■ Goal of the exercise
The records should be restated exactly from their first line through the line with "TraceConfig, transport: Arc<MockTransport>)" in it.

━━━━━━━━━━━━━━━━

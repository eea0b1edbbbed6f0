//! Recording workflows through the controller
//!
//! The mock store accepts every push; tests decode what was sent and check
//! the provenance it describes.

mod common;

use common::{user, Workspace};
use intocps_traceability::vocab::keys::prov;
use intocps_traceability::{
    parse_objects, partition_simulation, ActivityType, AppIdentity, ArtefactType, CoSimConfig,
    CoeInfo, DecodedGraph, HttpResponse, Method, MockTransport, MultiModelConfig, RecordOutcome,
    ToolType, TraceClient, TraceConfig, TraceabilityController,
};
use std::sync::Arc;

fn accepting_store() -> Arc<MockTransport> {
    Arc::new(MockTransport::new().with_response(Method::Post, "push", HttpResponse::status(201)))
}

fn controller(ws: &Workspace, config: TraceConfig, transport: Arc<MockTransport>) -> TraceabilityController {
    let client = TraceClient::new(&config, ws.project.clone(), transport).unwrap();
    TraceabilityController::new(
        config,
        ws.project.clone(),
        AppIdentity::new("INTO-CPS", "4.0.0"),
        Arc::new(ws.oracle()),
        client,
    )
}

fn enabled() -> TraceConfig {
    TraceConfig {
        enabled: true,
        save_snapshots: false,
        ..TraceConfig::default()
    }
}

fn cosim(ws: &Workspace) -> CoSimConfig {
    CoSimConfig {
        source_path: ws.path("Multi-models/mm/co-sim/coe.json"),
        multi_model_path: ws.path("Multi-models/mm/mm.json"),
        fmus: vec![ws.path("FMUs/tank.fmu"), ws.path("FMUs/controller.fmu")],
    }
}

/// Decode the body of the `n`th request sent to the store
fn pushed(transport: &MockTransport, n: usize) -> DecodedGraph {
    let request = &transport.requests()[n];
    assert_eq!(request.method, Method::Post);
    assert_eq!(request.header("Content-Type"), Some("application/ld+json"));
    parse_objects(request.body.as_deref().unwrap(), "application/ld+json").unwrap()
}

#[tokio::test]
async fn test_mm_config_records_fmus_and_application() {
    let ws = Workspace::new();
    let transport = accepting_store();
    let mm = MultiModelConfig {
        source_path: ws.path("Multi-models/mm/mm.json"),
        fmus: vec![ws.path("FMUs/tank.fmu"), ws.path("FMUs/controller.fmu")],
    };

    let outcome = controller(&ws, enabled(), transport.clone())
        .create_trace_mm_config(&mm, None)
        .await
        .unwrap();
    assert!(matches!(outcome, RecordOutcome::Pushed { .. }));

    let graph = pushed(&transport, 0);
    let activity = graph.activities().next().expect("activity pushed");
    assert_eq!(activity.activity_type, ActivityType::ModelCreation);

    let generated = graph
        .artefacts()
        .find(|a| a.artefact_type == ArtefactType::MultiModelConfig)
        .expect("multi-model pushed");
    assert_eq!(generated.path, "Multi-models/mm/mm.json");
    assert_eq!(generated.hash, "h-mm");

    let used: Vec<_> = graph
        .traces
        .iter()
        .filter(|t| t.is_from(&activity.uri, prov::USED))
        .collect();
    assert_eq!(used.len(), 3);
    let app = graph.tools().next().expect("application tool pushed");
    assert_eq!(app.tool_type, ToolType::Software);
    assert!(used.iter().any(|t| t.object == app.uri));

    let agent = user();
    assert!(graph
        .traces
        .iter()
        .any(|t| t.is_from(&activity.uri, prov::WAS_ASSOCIATED_WITH) && t.object == agent.uri));
    assert!(graph
        .traces
        .iter()
        .any(|t| t.is_from(&generated.uri, prov::WAS_ATTRIBUTED_TO) && t.object == agent.uri));
    assert!(graph
        .traces
        .iter()
        .any(|t| t.is_from(&generated.uri, prov::WAS_GENERATED_BY) && t.object == activity.uri));
}

#[tokio::test]
async fn test_cosim_config_unchanged_sends_nothing() {
    let ws = Workspace::new();
    let transport = accepting_store();

    let outcome = controller(&ws, enabled(), transport.clone())
        .create_trace_cosim_config(&cosim(&ws), Some("h-coe"))
        .await
        .unwrap();

    assert_eq!(outcome, RecordOutcome::Unchanged);
    assert_eq!(transport.request_count(), 0);
}

#[tokio::test]
async fn test_cosim_config_change_is_derived_from_previous() {
    let ws = Workspace::new();
    let transport = accepting_store();

    controller(&ws, enabled(), transport.clone())
        .create_trace_cosim_config(&cosim(&ws), Some("h-coe-old"))
        .await
        .unwrap();

    let graph = pushed(&transport, 0);
    let configs: Vec<_> = graph
        .artefacts()
        .filter(|a| a.artefact_type == ArtefactType::SimulationConfig)
        .collect();
    assert_eq!(configs.len(), 2);
    let current = configs.iter().find(|a| a.hash == "h-coe").unwrap();
    let previous = configs.iter().find(|a| a.hash == "h-coe-old").unwrap();
    assert!(graph
        .traces
        .iter()
        .any(|t| t.is_from(&current.uri, prov::WAS_DERIVED_FROM) && t.object == previous.uri));
}

#[tokio::test]
async fn test_simulation_recording_partitions_back() {
    let ws = Workspace::new();
    let transport = accepting_store();
    let coe = CoeInfo {
        name: "coe".into(),
        version: "1.0.10".into(),
    };

    controller(&ws, enabled(), transport.clone())
        .create_trace_simulation(&cosim(&ws), &coe, &ws.path("Multi-models/mm/co-sim/outputs.csv"))
        .await
        .unwrap();

    let graph = pushed(&transport, 0);
    let sim = graph
        .activities()
        .find(|a| a.activity_type == ActivityType::Simulation)
        .expect("simulation pushed");
    let details = partition_simulation(&sim.uri, &graph);

    assert_eq!(details.simulation.as_ref(), Some(sim));
    assert_eq!(details.fmus.len(), 2);
    assert_eq!(details.mm_config.map(|a| a.hash).as_deref(), Some("h-mm"));
    assert_eq!(details.simulation_config.map(|a| a.hash).as_deref(), Some("h-coe"));
    assert_eq!(details.engine.map(|t| t.version).as_deref(), Some("1.0.10"));
    assert_eq!(details.agent, Some(user()));
    assert_eq!(details.result.map(|a| a.path).as_deref(), Some("Multi-models/mm/co-sim/outputs.csv"));
}

#[tokio::test]
async fn test_snapshots_saved_under_project() {
    let ws = Workspace::new();
    let transport = accepting_store();
    let config = TraceConfig {
        save_snapshots: true,
        ..enabled()
    };

    controller(&ws, config.clone(), transport)
        .create_trace_cosim_config(&cosim(&ws), None)
        .await
        .unwrap();

    let dir = config.snapshot_dir(&ws.project).expect("snapshots enabled");
    assert!(dir.starts_with(ws.dir.path()));
    assert_eq!(std::fs::read_dir(dir).unwrap().count(), 1);
}

#[tokio::test]
async fn test_auto_associate_adds_user_once() {
    let ws = Workspace::new();
    let transport = accepting_store();
    let config = TraceConfig {
        auto_associate: true,
        ..enabled()
    };

    controller(&ws, config, transport.clone())
        .create_trace_cosim_config(&cosim(&ws), None)
        .await
        .unwrap();

    let graph = pushed(&transport, 0);
    assert_eq!(graph.agents().count(), 1);
    let associations = graph
        .traces
        .iter()
        .filter(|t| t.predicate == prov::WAS_ASSOCIATED_WITH)
        .count();
    assert_eq!(associations, 1);
}
//! RDF terms and the text formats the store speaks
//!
//! Terms and quads are `oxrdf`'s. Parsing goes through `oxttl` for the
//! line and Turtle families and `oxjsonld` for JSON-LD; this module only
//! maps content types to parsers and errors into [`RdfError`].

pub mod jsonld;

pub use oxrdf::{BlankNode, GraphName, Literal, NamedNode, Quad, Term, Triple};

use oxjsonld::JsonLdParser;
use oxttl::{NQuadsParser, NTriplesParser, TriGParser, TurtleParser};
use std::fmt::Display;
use thiserror::Error;

/// Errors from reading or writing RDF
#[derive(Debug, Error)]
pub enum RdfError {
    #[error("invalid {format} document: {message}")]
    Syntax { format: &'static str, message: String },

    #[error("invalid IRI <{iri}>: {message}")]
    Iri { iri: String, message: String },
}

pub type RdfResult<T> = Result<T, RdfError>;

/// RDF serializations understood by the decoder
#[derive(Debug, Clone, Copy, PartialEq, Eq)]
pub enum RdfFormat {
    NTriples,
    NQuads,
    Turtle,
    TriG,
    JsonLd,
}

impl RdfFormat {
    /// Map an HTTP content type to a format. Parameters such as `charset`
    /// are ignored; unknown types give `None`.
    pub fn from_content_type(content_type: &str) -> Option<Self> {
        let media = content_type
            .split(';')
            .next()
            .unwrap_or_default()
            .trim()
            .to_ascii_lowercase();

        match media.as_str() {
            "application/ld+json" | "application/json" => Some(Self::JsonLd),
            "application/n-triples" => Some(Self::NTriples),
            "application/n-quads" => Some(Self::NQuads),
            "text/turtle" | "application/x-turtle" => Some(Self::Turtle),
            "application/trig" => Some(Self::TriG),
            _ => None,
        }
    }

    pub fn media_type(&self) -> &'static str {
        match self {
            Self::NTriples => "application/n-triples",
            Self::NQuads => "application/n-quads",
            Self::Turtle => "text/turtle",
            Self::TriG => "application/trig",
            Self::JsonLd => "application/ld+json",
        }
    }
}

/// A named node, rejecting anything that is not an absolute IRI
pub fn named_node(iri: impl Into<String>) -> RdfResult<NamedNode> {
    let iri = iri.into();
    NamedNode::new(iri.clone()).map_err(|e| RdfError::Iri {
        iri,
        message: e.to_string(),
    })
}

/// IRI text, `_:label`, or the literal's lexical form
pub fn term_text(term: &Term) -> String {
    match term {
        Term::NamedNode(node) => node.as_str().to_string(),
        Term::Literal(literal) => literal.value().to_string(),
        other => other.to_string(),
    }
}

/// N-Triples text, one statement per line
pub fn write_ntriples<'a>(triples: impl IntoIterator<Item = &'a Triple>) -> String {
    triples
        .into_iter()
        .map(|triple| format!("{} .\n", triple))
        .collect()
}

fn collect<T, E: Display>(
    format: RdfFormat,
    items: impl Iterator<Item = Result<T, E>>,
) -> RdfResult<Vec<T>> {
    items
        .map(|item| {
            item.map_err(|e| RdfError::Syntax {
                format: format.media_type(),
                message: e.to_string(),
            })
        })
        .collect()
}

fn in_default_graph<E>(triple: Result<Triple, E>) -> Result<Quad, E> {
    triple.map(|t| t.in_graph(GraphName::DefaultGraph))
}

/// Parse a document in any supported format into quads
pub fn parse_quads(body: &str, format: RdfFormat) -> RdfResult<Vec<Quad>> {
    let bytes = body.as_bytes();
    match format {
        RdfFormat::NTriples => collect(format, NTriplesParser::new().for_slice(bytes).map(in_default_graph)),
        RdfFormat::NQuads => collect(format, NQuadsParser::new().for_slice(bytes)),
        RdfFormat::Turtle => collect(format, TurtleParser::new().for_slice(bytes).map(in_default_graph)),
        RdfFormat::TriG => collect(format, TriGParser::new().for_slice(bytes)),
        RdfFormat::JsonLd => collect(format, JsonLdParser::new().for_slice(bytes)),
    }
}
//! Recording entry points for the application layer
//!
//! Each `create_trace_*` call derives the nodes for one engineering step,
//! links them and pushes the result as a single message. Nothing is
//! recorded while tracing is disabled, and a configuration whose content
//! hash did not change since the last recording is skipped without any
//! request.

use crate::builder::TraceMessageBuilder;
use crate::client::TraceClient;
use crate::config::TraceConfig;
use crate::environment::{AppIdentity, IdentityOracle, ProjectContext};
use crate::error::{TraceError, TraceResult};
use crate::model::{Activity, ActivityType, Agent, Artefact, ArtefactType, Tool, Trace, TrNode};
use crate::vocab::keys::prov;
use chrono::Utc;
use serde::{Deserialize, Serialize};
use std::future::Future;
use std::path::{Path, PathBuf};
use std::sync::Arc;
use tokio::task::{spawn_blocking, JoinHandle};
use tracing::{debug, error, info};

/// A multi-model configuration file and the FMUs it references
#[derive(Debug, Clone, PartialEq, Eq, Serialize, Deserialize)]
pub struct MultiModelConfig {
    pub source_path: PathBuf,
    pub fmus: Vec<PathBuf>,
}

/// A co-simulation configuration, the multi-model it runs and that
/// multi-model's FMUs
#[derive(Debug, Clone, PartialEq, Eq, Serialize, Deserialize)]
pub struct CoSimConfig {
    pub source_path: PathBuf,
    pub multi_model_path: PathBuf,
    pub fmus: Vec<PathBuf>,
}

/// The co-simulation engine that ran a simulation
#[derive(Debug, Clone, PartialEq, Eq, Serialize, Deserialize)]
pub struct CoeInfo {
    pub name: String,
    pub version: String,
}

#[derive(Debug, Clone, PartialEq, Eq, Serialize)]
#[serde(tag = "outcome", rename_all = "lowercase")]
pub enum RecordOutcome {
    /// Tracing is switched off
    Disabled,
    /// Content hash matches the previous recording
    Unchanged,
    Pushed { triples: usize },
}

/// One activity with its inputs, output and author
struct Recording {
    activity: Activity,
    agent: Agent,
    used: Vec<TrNode>,
    generated: Artefact,
    derived_from: Option<Artefact>,
}

/// A recording turned into triples, ready to push
struct Assembled {
    activity: ActivityType,
    builder: TraceMessageBuilder,
}

/// The local half of a recording: every oracle call and the message
/// assembly. Runs on the blocking pool.
#[derive(Clone)]
struct Recorder {
    config: TraceConfig,
    project: ProjectContext,
    app: AppIdentity,
    oracle: Arc<dyn IdentityOracle>,
}

impl Recorder {
    fn builder(&self) -> TraceMessageBuilder {
        let mut builder = TraceMessageBuilder::new(self.project.clone());
        if self.config.auto_associate {
            builder = builder.auto_associate(self.oracle.clone());
        }
        if let Some(dir) = self.config.snapshot_dir(&self.project) {
            builder = builder.with_snapshot_dir(dir);
        }
        builder
    }

    fn artefact(&self, kind: ArtefactType, path: &Path) -> TraceResult<Artefact> {
        Artefact::tracked(kind, &self.project, path, self.oracle.as_ref())
    }

    fn fmus(&self, paths: &[PathBuf]) -> TraceResult<Vec<TrNode>> {
        paths
            .iter()
            .map(|p| self.artefact(ArtefactType::Fmu, p).map(TrNode::from))
            .collect()
    }

    /// Hash the source once. `None` when it still matches `prev_hash`,
    /// otherwise the new artefact and the version it replaces.
    fn changed(
        &self,
        kind: ArtefactType,
        path: &Path,
        prev_hash: Option<&str>,
    ) -> TraceResult<Option<(Artefact, Option<Artefact>)>> {
        let hash = self.oracle.file_hash(path)?;
        if prev_hash == Some(hash.as_str()) {
            debug!(path = %path.display(), "source unchanged, not recorded");
            return Ok(None);
        }
        let current = Artefact::new(kind, self.project.relative_path(path), hash);
        let previous = prev_hash.map(|prev| Artefact::new(kind, current.path.clone(), prev));
        Ok(Some((current, previous)))
    }

    fn assemble(&self, rec: Recording) -> TraceResult<Assembled> {
        let mut builder = self.builder();
        builder.add_project_node()?;
        builder.add_node(&rec.agent.clone().into())?;
        for node in &rec.used {
            builder.add_node(node)?;
        }
        builder.add_node(&rec.generated.clone().into())?;
        builder.add_node(&rec.activity.clone().into())?;

        let activity = rec.activity.uri.as_str();
        let output = rec.generated.uri.as_str();
        builder.add_trace(&Trace::new(activity, prov::WAS_ASSOCIATED_WITH, &rec.agent.uri))?;
        builder.add_trace(&Trace::new(output, prov::WAS_ATTRIBUTED_TO, &rec.agent.uri))?;
        for node in &rec.used {
            builder.add_trace(&Trace::new(activity, prov::USED, node.uri()))?;
        }
        builder.add_trace(&Trace::new(output, prov::WAS_GENERATED_BY, activity))?;

        if let Some(prev) = &rec.derived_from {
            builder.add_node(&prev.clone().into())?;
            builder.add_trace(&Trace::new(output, prov::WAS_DERIVED_FROM, &prev.uri))?;
        }
        Ok(Assembled {
            activity: rec.activity.activity_type,
            builder,
        })
    }

    fn mm_config(&self, mm: &MultiModelConfig, prev_hash: Option<&str>) -> TraceResult<Option<Assembled>> {
        let Some((generated, derived_from)) =
            self.changed(ArtefactType::MultiModelConfig, &mm.source_path, prev_hash)?
        else {
            return Ok(None);
        };
        let mut used = self.fmus(&mm.fmus)?;
        used.push(Tool::application(&self.app).into());

        self.assemble(Recording {
            activity: Activity::model_creation(Utc::now()),
            agent: self.oracle.user_as_agent()?,
            used,
            generated,
            derived_from,
        })
        .map(Some)
    }

    fn cosim_config(&self, cfg: &CoSimConfig, prev_hash: Option<&str>) -> TraceResult<Option<Assembled>> {
        let Some((generated, derived_from)) =
            self.changed(ArtefactType::SimulationConfig, &cfg.source_path, prev_hash)?
        else {
            return Ok(None);
        };
        let used = vec![
            self.artefact(ArtefactType::MultiModelConfig, &cfg.multi_model_path)?.into(),
            Tool::application(&self.app).into(),
        ];

        self.assemble(Recording {
            activity: Activity::simulation_config_creation(Utc::now()),
            agent: self.oracle.user_as_agent()?,
            used,
            generated,
            derived_from,
        })
        .map(Some)
    }

    fn simulation(&self, cfg: &CoSimConfig, coe: &CoeInfo, result_path: &Path) -> TraceResult<Assembled> {
        let mut used = self.fmus(&cfg.fmus)?;
        used.push(self.artefact(ArtefactType::MultiModelConfig, &cfg.multi_model_path)?.into());
        used.push(self.artefact(ArtefactType::SimulationConfig, &cfg.source_path)?.into());
        used.push(Tool::coe(&coe.name, &coe.version).into());

        self.assemble(Recording {
            activity: Activity::simulation(Utc::now()),
            agent: self.oracle.user_as_agent()?,
            generated: self.artefact(ArtefactType::SimulationResult, result_path)?,
            derived_from: None,
            used,
        })
    }
}

pub struct TraceabilityController {
    recorder: Recorder,
    client: TraceClient,
}

impl TraceabilityController {
    pub fn new(
        config: TraceConfig,
        project: ProjectContext,
        app: AppIdentity,
        oracle: Arc<dyn IdentityOracle>,
        client: TraceClient,
    ) -> Self {
        Self {
            recorder: Recorder {
                config,
                project,
                app,
                oracle,
            },
            client,
        }
    }

    pub fn config(&self) -> &TraceConfig {
        &self.recorder.config
    }

    pub fn client(&self) -> &TraceClient {
        &self.client
    }

    /// Run `f` against the recorder on the blocking pool; oracle calls may
    /// shell out to `git`.
    async fn local<T, F>(&self, f: F) -> TraceResult<T>
    where
        F: FnOnce(&Recorder) -> TraceResult<T> + Send + 'static,
        T: Send + 'static,
    {
        let recorder = self.recorder.clone();
        spawn_blocking(move || f(&recorder))
            .await
            .map_err(|e| TraceError::Oracle(format!("recording task failed: {}", e)))?
    }

    async fn push(&self, assembled: Option<Assembled>) -> TraceResult<RecordOutcome> {
        let Some(Assembled { activity, builder }) = assembled else {
            return Ok(RecordOutcome::Unchanged);
        };
        self.client.push(&builder).await?;
        info!(%activity, triples = builder.len(), "recorded activity");
        Ok(RecordOutcome::Pushed {
            triples: builder.len(),
        })
    }

    /// Record the creation of a multi-model configuration
    pub async fn create_trace_mm_config(
        &self,
        mm: &MultiModelConfig,
        prev_hash: Option<&str>,
    ) -> TraceResult<RecordOutcome> {
        if !self.config().enabled {
            return Ok(RecordOutcome::Disabled);
        }
        let mm = mm.clone();
        let prev_hash = prev_hash.map(str::to_string);
        let assembled = self
            .local(move |recorder| recorder.mm_config(&mm, prev_hash.as_deref()))
            .await?;
        self.push(assembled).await
    }

    /// Record the creation of a co-simulation configuration from a
    /// multi-model
    pub async fn create_trace_cosim_config(
        &self,
        cfg: &CoSimConfig,
        prev_hash: Option<&str>,
    ) -> TraceResult<RecordOutcome> {
        if !self.config().enabled {
            return Ok(RecordOutcome::Disabled);
        }
        let cfg = cfg.clone();
        let prev_hash = prev_hash.map(str::to_string);
        let assembled = self
            .local(move |recorder| recorder.cosim_config(&cfg, prev_hash.as_deref()))
            .await?;
        self.push(assembled).await
    }

    /// Record a finished simulation run and its result file
    pub async fn create_trace_simulation(
        &self,
        cfg: &CoSimConfig,
        coe: &CoeInfo,
        result_path: &Path,
    ) -> TraceResult<RecordOutcome> {
        if !self.config().enabled {
            return Ok(RecordOutcome::Disabled);
        }
        let (cfg, coe, result_path) = (cfg.clone(), coe.clone(), result_path.to_path_buf());
        let assembled = self
            .local(move |recorder| recorder.simulation(&cfg, &coe, &result_path))
            .await?;
        self.push(Some(assembled)).await
    }

    /// Run a recording in the background. Failures are logged and go no
    /// further.
    pub fn spawn<F>(recording: F) -> JoinHandle<()>
    where
        F: Future<Output = TraceResult<RecordOutcome>> + Send + 'static,
    {
        tokio::spawn(async move {
            match recording.await {
                Ok(outcome) => debug!(?outcome, "background recording finished"),
                Err(e) => error!(error = %e, "background recording failed"),
            }
        })
    }
}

━━━━━━━━━━━━━━━━

■ Task output
repository eea0b1edbbbed6f0
//! Recording workflows through the controller
//!
//! The mock store accepts every push; tests decode what was sent and check
//! the provenance it describes.

mod common;

use common::{user, Workspace};
use intocps_traceability::vocab::keys::prov;
use intocps_traceability::{
    parse_objects, partition_simulation, ActivityType, AppIdentity, ArtefactType, CoSimConfig,
    CoeInfo, DecodedGraph, HttpResponse, Method, MockTransport, MultiModelConfig, RecordOutcome,
    ToolType, TraceClient, TraceConfig, TraceabilityController,
};
use std::sync::Arc;

fn accepting_store() -> Arc<MockTransport> {
    Arc::new(MockTransport::new().with_response(Method::Post, "push", HttpResponse::status(201)))
}

fn controller(ws: &Workspace, config: TraceConfig, transport: Arc<MockTransport>) -> TraceabilityController {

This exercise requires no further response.